// SPDX-License-Identifier: Apache-2.0
// Copyright Open Network Fabric Authors

//! Address types seen in Thread captures: IEEE 802.15.4 extended addresses,
//! ethernet addresses of backbone links and IPv6 addresses with the
//! Thread-specific classifications the verification helpers rely on.

use arrayvec::ArrayVec;
use std::fmt::Display;
use std::str::FromStr;

/// Errors which can occur while converting a string to one of the address types.
#[derive(Debug, Clone, PartialEq, Eq, thiserror::Error)]
pub enum AddrParseError {
    #[error("invalid extended address: {0}")]
    ExtAddr(String),
    #[error("invalid ethernet address: {0}")]
    EthAddr(String),
    #[error("invalid IPv6 address: {0}")]
    Ipv6(String),
    #[error("invalid IPv6 prefix: {0}")]
    Ipv6Prefix(String),
}

/// Parse `N` octets written either as `N` colon (or dash) separated hex pairs
/// or as `2 * N` contiguous hex digits, with an optional `0x` prefix.
fn parse_octets<const N: usize>(value: &str) -> Option<[u8; N]> {
    let value = value.trim();
    let value = value
        .strip_prefix("0x")
        .or_else(|| value.strip_prefix("0X"))
        .unwrap_or(value);

    let octets = if value.contains([':', '-']) {
        value
            .split([':', '-'])
            .try_fold(ArrayVec::<u8, N>::new(), |mut acc, octet| {
                if octet.len() != 2 || !octet.chars().all(|c| c.is_ascii_hexdigit()) {
                    return None;
                }
                acc.try_push(u8::from_str_radix(octet, 16).ok()?).ok()?;
                Some(acc)
            })?
    } else {
        if value.len() != 2 * N || !value.chars().all(|c| c.is_ascii_hexdigit()) {
            return None;
        }
        (0..N)
            .map(|i| u8::from_str_radix(&value[2 * i..2 * i + 2], 16))
            .collect::<Result<ArrayVec<u8, N>, _>>()
            .ok()?
    };
    octets.into_inner().ok()
}

/// An IEEE 802.15.4 extended (64-bit) address.
#[repr(transparent)]
#[cfg_attr(test, derive(bolero::TypeGenerator))]
#[derive(
    Debug, Clone, Copy, PartialEq, Eq, Hash, PartialOrd, Ord, serde::Serialize, serde::Deserialize,
)]
#[serde(try_from = "String", into = "String")]
pub struct ExtAddr(pub [u8; 8]);

impl ExtAddr {
    /// The link-local IPv6 address derived from this extended address
    /// (universal/local bit flipped).
    #[must_use]
    pub fn link_local(&self) -> Ipv6Addr {
        let mut octets = [0u8; 16];
        octets[0] = 0xfe;
        octets[1] = 0x80;
        octets[8..].copy_from_slice(&self.0);
        octets[8] ^= 0x02;
        Ipv6Addr::from(octets)
    }
}

impl From<[u8; 8]> for ExtAddr {
    fn from(value: [u8; 8]) -> Self {
        ExtAddr(value)
    }
}

impl From<u64> for ExtAddr {
    fn from(value: u64) -> Self {
        ExtAddr(value.to_be_bytes())
    }
}

impl From<ExtAddr> for u64 {
    fn from(value: ExtAddr) -> Self {
        u64::from_be_bytes(value.0)
    }
}

impl TryFrom<&str> for ExtAddr {
    type Error = AddrParseError;

    fn try_from(value: &str) -> Result<Self, Self::Error> {
        parse_octets::<8>(value)
            .map(ExtAddr)
            .ok_or_else(|| AddrParseError::ExtAddr(value.to_string()))
    }
}

impl TryFrom<String> for ExtAddr {
    type Error = AddrParseError;

    fn try_from(value: String) -> Result<Self, Self::Error> {
        ExtAddr::try_from(value.as_str())
    }
}

impl FromStr for ExtAddr {
    type Err = AddrParseError;

    fn from_str(s: &str) -> Result<Self, Self::Err> {
        ExtAddr::try_from(s)
    }
}

impl From<ExtAddr> for String {
    fn from(value: ExtAddr) -> Self {
        value.to_string()
    }
}

impl Display for ExtAddr {
    fn fmt(&self, f: &mut std::fmt::Formatter<'_>) -> std::fmt::Result {
        let o = &self.0;
        write!(
            f,
            "{:02x}:{:02x}:{:02x}:{:02x}:{:02x}:{:02x}:{:02x}:{:02x}",
            o[0], o[1], o[2], o[3], o[4], o[5], o[6], o[7]
        )
    }
}

/// An ethernet (48-bit) address of a backbone interface.
#[repr(transparent)]
#[cfg_attr(test, derive(bolero::TypeGenerator))]
#[derive(
    Debug, Clone, Copy, PartialEq, Eq, Hash, PartialOrd, Ord, serde::Serialize, serde::Deserialize,
)]
#[serde(try_from = "String", into = "String")]
pub struct EthAddr(pub [u8; 6]);
#[derive(Debug, Clone, Copy, PartialEq, Eq)]
enum Medium {
    Wpan,
    Eth,
}

impl Medium {
    fn of(self, packet: &Packet) -> bool {
        match self {
            Medium::Wpan => packet.wpan(),
            Medium::Eth => packet.eth(),
        }
    }
}

/// Role announced by an MLE advertisement.
#[derive(
    Debug, Clone, Copy, PartialEq, Eq, Serialize, Deserialize, strum::Display, strum::EnumString,
)]
pub enum Role {
    Leader,
    Router,
    #[serde(rename = "REED")]
    #[strum(serialize = "REED")]
    Reed,
}

/// Identifies the seed of an MPL forwarded packet.
#[derive(Debug, Clone, Copy, PartialEq, Eq)]
pub enum MplSeed {
    /// The seed id is the given 16-bit value.
    Rloc16(u16),
    /// The packet was seeded by the owner of this RLOC: either it is the
    /// IPv6 source (and the seed id is elided), or the seed id is its RLOC16.
    Rloc(Ipv6Addr),
}

/// A packet found by a filter. Dereferences to the [`Packet`].
#[derive(Clone)]
pub struct PacketRef {
    pkts: Rc<[Packet]>,
    idx: usize,
}

impl PacketRef {
    /// Position of the packet in the capture.
    #[must_use]
    pub fn index(&self) -> usize {
        self.idx
    }
}

impl Deref for PacketRef {
    type Target = Packet;

    fn deref(&self) -> &Packet {
        &self.pkts[self.idx]
    }
}

impl Debug for PacketRef {
    fn fmt(&self, f: &mut std::fmt::Formatter<'_>) -> std::fmt::Result {
        Debug::fmt(&**self, f)
    }
}

impl Display for PacketRef {
    fn fmt(&self, f: &mut std::fmt::Formatter<'_>) -> std::fmt::Result {
        Display::fmt(&**self, f)
    }
}

#[derive(Debug, Default)]
struct Cursor {
    index: PktIndex,
    last_index: Option<usize>,
}

type Predicate = Rc<dyn Fn(&Packet) -> bool>;
#[cfg(test)]
mod test {
    use super::*;
    use pretty_assertions::assert_eq;
    use test_utils::{CaptureBuilder, PacketBuilder, TestInfoBuilder, with_test_files};
    use tracing_test::traced_test;

    const LEADER: &str = "16:6e:0a:00:00:00:00:01";
    const ROUTER: &str = "16:6e:0a:00:00:00:00:02";

    fn mle(ts: f64, src: &str, dst: &str, cmd: &str) -> PacketBuilder {
        PacketBuilder::wpan(ts)
            .field("wpan.src64", src)
            .field("wpan.dst64", dst)
            .field("mle.cmd", cmd)
    }

    fn with_verifier<T>(f: impl FnOnce(&mut PacketVerifier) -> T) -> T {
        let info = TestInfoBuilder::new("Cert_5_1_01_RouterAttach")
            .node(1, "LEADER", "166e0a0000000001")
            .node(2, "ROUTER", "166e0a0000000002");
        let capture = CaptureBuilder::new()
            .packet(
                PacketBuilder::wpan(1.0)
                    .field("wpan.src64", ROUTER)
                    .field("ipv6.dst", "ff02::2")
                    .field("mle.cmd", "9"),
            )
            .packet(
                mle(1.5, LEADER, ROUTER, "10")
                    .field("ipv6.hlim", "255")
                    .field("mle.tlv.type", "0")
                    .field("mle.tlv.type", "11"),
            )
            .packet(mle(2.0, ROUTER, LEADER, "11"))
            .packet(mle(2.5, LEADER, ROUTER, "12"));
        with_test_files(info, capture)(|path: &Path| {
            let mut verifier = PacketVerifier::new(path, &[]).unwrap();
            f(&mut verifier)
        })
    }

    const SCENARIO: &str = r"
name: router attach
steps:
  - next:
      filters:
        - wpan_src64: ROUTER
        - mle_cmd: MLE_PARENT_REQUEST
        - ll_arma
  - preserve_index:
      - next:
          filters:
            - mle_cmd: 12
  - next:
      filters:
        - wpan_src64: LEADER
        - mle_has_tlv: [SOURCE_ADDRESS_TLV, LEADER_DATA_TLV]
        - expr: 'wpan.dst64 == {ROUTER}'
      verify: ipv6.hlim == 255
      record:
        PARENT_RESPONSE_CMD: mle.cmd
  - not_next:
      filters:
        - mle_cmd: MLE_PARENT_REQUEST
  - set_index: { wpan: 0, eth: 0 }
  - attached: { child: ROUTER, parent: LEADER, child_type: MTD }
  - set_index: { wpan: 3, eth: 3 }
  - seek_back: { duration: 0.6, wpan: true }
";

    #[test]
    fn parses_scenarios() {
        let scenario = Scenario::from_yaml_str(SCENARIO).unwrap();
        assert_eq!(scenario.name.as_deref(), Some("router attach"));
        assert_eq!(scenario.steps.len(), 8);
        let Step::Next(next) = &scenario.steps[0] else {
            panic!("expected a next step");
        };
        assert_eq!(
            next.filters,
            vec![
                FilterSpec::WpanSrc64(Arg::Str("ROUTER".into())),
                FilterSpec::MleCmd(Arg::Str("MLE_PARENT_REQUEST".into())),
                FilterSpec::LlArma,
            ]
        );
        assert_eq!(scenario.steps[4], Step::SetIndex(PktIndex::new(0, 0)));
        assert!(matches!(
            scenario.steps[7],
            Step::SeekBack { wpan: true, eth: false, .. }
        ));

        assert!(matches!(
            Scenario::from_yaml_str("steps: [ { jump: 3 } ]"),
            Err(ScenarioError::Yaml(_))
        ));
    }

    #[test]
    #[traced_test]
    fn runs_scenarios() {
        with_verifier(|v| {
            Scenario::from_yaml_str(SCENARIO).unwrap().run(v).unwrap();
            assert_eq!(v.var("PARENT_RESPONSE_CMD"), Some(&FieldValue::Int(10)));
            // the child id request is the only frame within 0.6s before the
            // response at index 3
            assert_eq!(v.pkts().index(), PktIndex::new(2, 3));
        });
        assert!(logs_contain("step 2.1: next"));
    }

    #[test]
    #[traced_test]
    fn reports_failed_step() {
        with_verifier(|v| {
            let scenario = Scenario::from_yaml_str(
                r"
steps:
  - preserve_index:
      - next: { filters: [ { mle_cmd: MLE_PARENT_RESPONSE } ] }
      - next: { filters: [ { mle_cmd: MLE_PARENT_REQUEST } ] }
",
            )
            .unwrap();
            let err = scenario.run(v).unwrap_err();
            assert!(err.is_verification_failure());
            let ScenarioError::Step { position, step, .. } = &err else {
                panic!("expected a step error, got {err}");
            };
            assert_eq!(position, "1.2");
            assert_eq!(step, "next");
            // preserve_index restored the cursor
            assert_eq!(v.pkts().index(), PktIndex::new(0, 0));
        });
    }

    #[test]
    fn parses_single_key_steps() {
        let scenario = Scenario::from_yaml_str(
            r"
steps:
  - set_index: { wpan: 1, eth: 0 }
  - not_next:
      filters:
        - ipv6_2dsts: [ 'ff02::2', REALM_LOCAL_ALL_ROUTERS_ADDRESS ]
        - mle_cmd2: [ 9, 10 ]
        - mle_advertisement: Router
",
        )
        .unwrap();
        assert_eq!(scenario.steps[0], Step::SetIndex(PktIndex::new(1, 0)));
        let Step::NotNext(next) = &scenario.steps[1] else {
            panic!("expected a not_next step");
        };
        assert_eq!(
            next.filters,
            vec![
                FilterSpec::Ipv6TwoDsts(
                    Arg::Str("ff02::2".into()),
                    Arg::Str("REALM_LOCAL_ALL_ROUTERS_ADDRESS".into())
                ),
                FilterSpec::MleCmd2(Arg::Int(9), Arg::Int(10)),
                FilterSpec::MleAdvertisement(Role::Router),
            ]
        );
    }

    #[test]
    #[traced_test]
    fn runs_backbone_filters() {
        const BR_1_ETH: &str = "02:00:00:00:00:03";
        const BR_2_ETH: &str = "02:00:00:00:00:04";
        const DUA: &str = "fd00:7d03::1234";
        const MLIID: &str = "11:22:33:44:55:66:77:88";
        let info = TestInfoBuilder::new("Cert_BBR_AddressQuery")
            .node(1, "LEADER", "166e0a0000000001")
            .otbr(3, "BR_1", "166e0a0000000003", BR_1_ETH)
            .otbr(4, "BR_2", "166e0a0000000004", BR_2_ETH)
            .extra_var("DUA", DUA)
            .extra_var("MLIID", MLIID);
        let backbone = |ts: f64, src: &str, ty: &str, uri: &str| {
            PacketBuilder::eth(ts)
                .field("eth.src", src)
                .field("udp.dstport", "61631")
                .field("coap.code", "2")
                .field("coap.type", ty)
                .field("coap.opt.uri_path_recon", uri)
                .field("thread_bl.tlv.target_eid", DUA)
        };
        let capture = CaptureBuilder::new()
            .packet(
                PacketBuilder::wpan(1.0)
                    .field("wpan.src16", "0x0400")
                    .field("wpan.dst16", "0x0000")
                    .field("ipv6.dst", "ff03::2"),
            )
            .packet(backbone(2.0, BR_1_ETH, "1", "/b/bq"))
            .packet(backbone(2.1, BR_2_ETH, "0", "/b/ba").field("thread_bl.tlv.ml_eid", MLIID));
        let scenario = Scenario::from_yaml_str(
            r"
steps:
  - next:
      filters:
        - wpan_src16_dst16: { src: 0x0400, dst: 0 }
        - ipv6_2dsts: [ 'ff02::2', REALM_LOCAL_ALL_ROUTERS_ADDRESS ]
  - next:
      filters:
        - backbone_query: { target: DUA, eth_src: BR_1_ETH, port: BB_PORT }
  - not_next:
      filters:
        - backbone_query: { target: DUA, eth_src: BR_2_ETH }
  - next:
      filters:
        - backbone_answer: { target: DUA, eth_src: BR_2_ETH, confirmable: true, mliid: MLIID }
",
        )
        .unwrap();
        with_test_files(info, capture)(|path: &Path| {
            let mut verifier = PacketVerifier::new(path, &[]).unwrap();
            scenario.run(&mut verifier).unwrap();
            assert_eq!(verifier.pkts().last_index(), Some(2));
        });
        assert!(logs_contain("step 4: next"));

        // an unknown mesh-local iid never answers
        let wrong = Scenario::from_yaml_str(
            r"
steps:
  - next:
      filters:
        - backbone_answer: { target: DUA, mliid: '00:00:00:00:00:00:00:01' }
",
        )
        .unwrap();
        let capture = CaptureBuilder::new()
            .packet(backbone(2.1, BR_2_ETH, "0", "/b/ba").field("thread_bl.tlv.ml_eid", MLIID));
        let info = TestInfoBuilder::new("Cert_BBR_AddressQuery").extra_var("DUA", DUA);
        with_test_files(info, capture)(|path: &Path| {
            let mut verifier = PacketVerifier::new(path, &[]).unwrap();
            let err = wrong.run(&mut verifier).unwrap_err();
            assert!(err.is_verification_failure());
        });
    }

    #[test]
    fn resolves_arguments() {
        let mut vars = Vars::new();
        vars.insert("ROUTER".into(), ExtAddr::try_from(ROUTER).unwrap().into());
        assert_eq!(
            Arg::Str("ROUTER".into()).ext_addr(&vars).unwrap(),
            ExtAddr::try_from(ROUTER).unwrap()
        );
        assert_eq!(Arg::Str("MLE_CHILD_ID_REQUEST".into()).int::<u8>(&vars).unwrap(), 11);
        assert_eq!(Arg::Str("0xfffe".into()).int::<u16>(&vars).unwrap(), 0xfffe);
        assert_eq!(Arg::Str("ADDR_SOL_URI".into()).string(&vars).unwrap(), "/a/as");
        assert_eq!(
            Arg::Str("ff02::2".into()).ipv6(&vars).unwrap(),
            Ipv6Addr::try_from("ff02::2").unwrap()
        );
        let err = Arg::Int(300).int::<u8>(&vars).unwrap_err();
        assert!(!err.is_verification_failure());
        assert!(Arg::Str("LEADER".into()).ext_addr(&vars).is_err());
    }
}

============================================================

• _Assignment_: What is needed is a verbatim copy of every line in the records above from the one containing "#[derive(Clone)]" down to the one containing "type Predicate = Rc<dyn Fn(&Packet) -> bool>;", both included, and nothing more.

• _Answer_:
#[derive(Clone)]
pub struct PacketRef {
    pkts: Rc<[Packet]>,
    idx: usize,
}

impl PacketRef {
    /// Position of the packet in the capture.
    #[must_use]
    pub fn index(&self) -> usize {
        self.idx
    }
}

impl Deref for PacketRef {
    type Target = Packet;

    fn deref(&self) -> &Packet {
        &self.pkts[self.idx]
    }
}

impl Debug for PacketRef {
    fn fmt(&self, f: &mut std::fmt::Formatter<'_>) -> std::fmt::Result {
        Debug::fmt(&**self, f)
    }
}

impl Display for PacketRef {
    fn fmt(&self, f: &mut std::fmt::Formatter<'_>) -> std::fmt::Result {
        Display::fmt(&**self, f)
    }
}

#[derive(Debug, Default)]
struct Cursor {
    index: PktIndex,
    last_index: Option<usize>,
}

type Predicate = Rc<dyn Fn(&Packet) -> bool>;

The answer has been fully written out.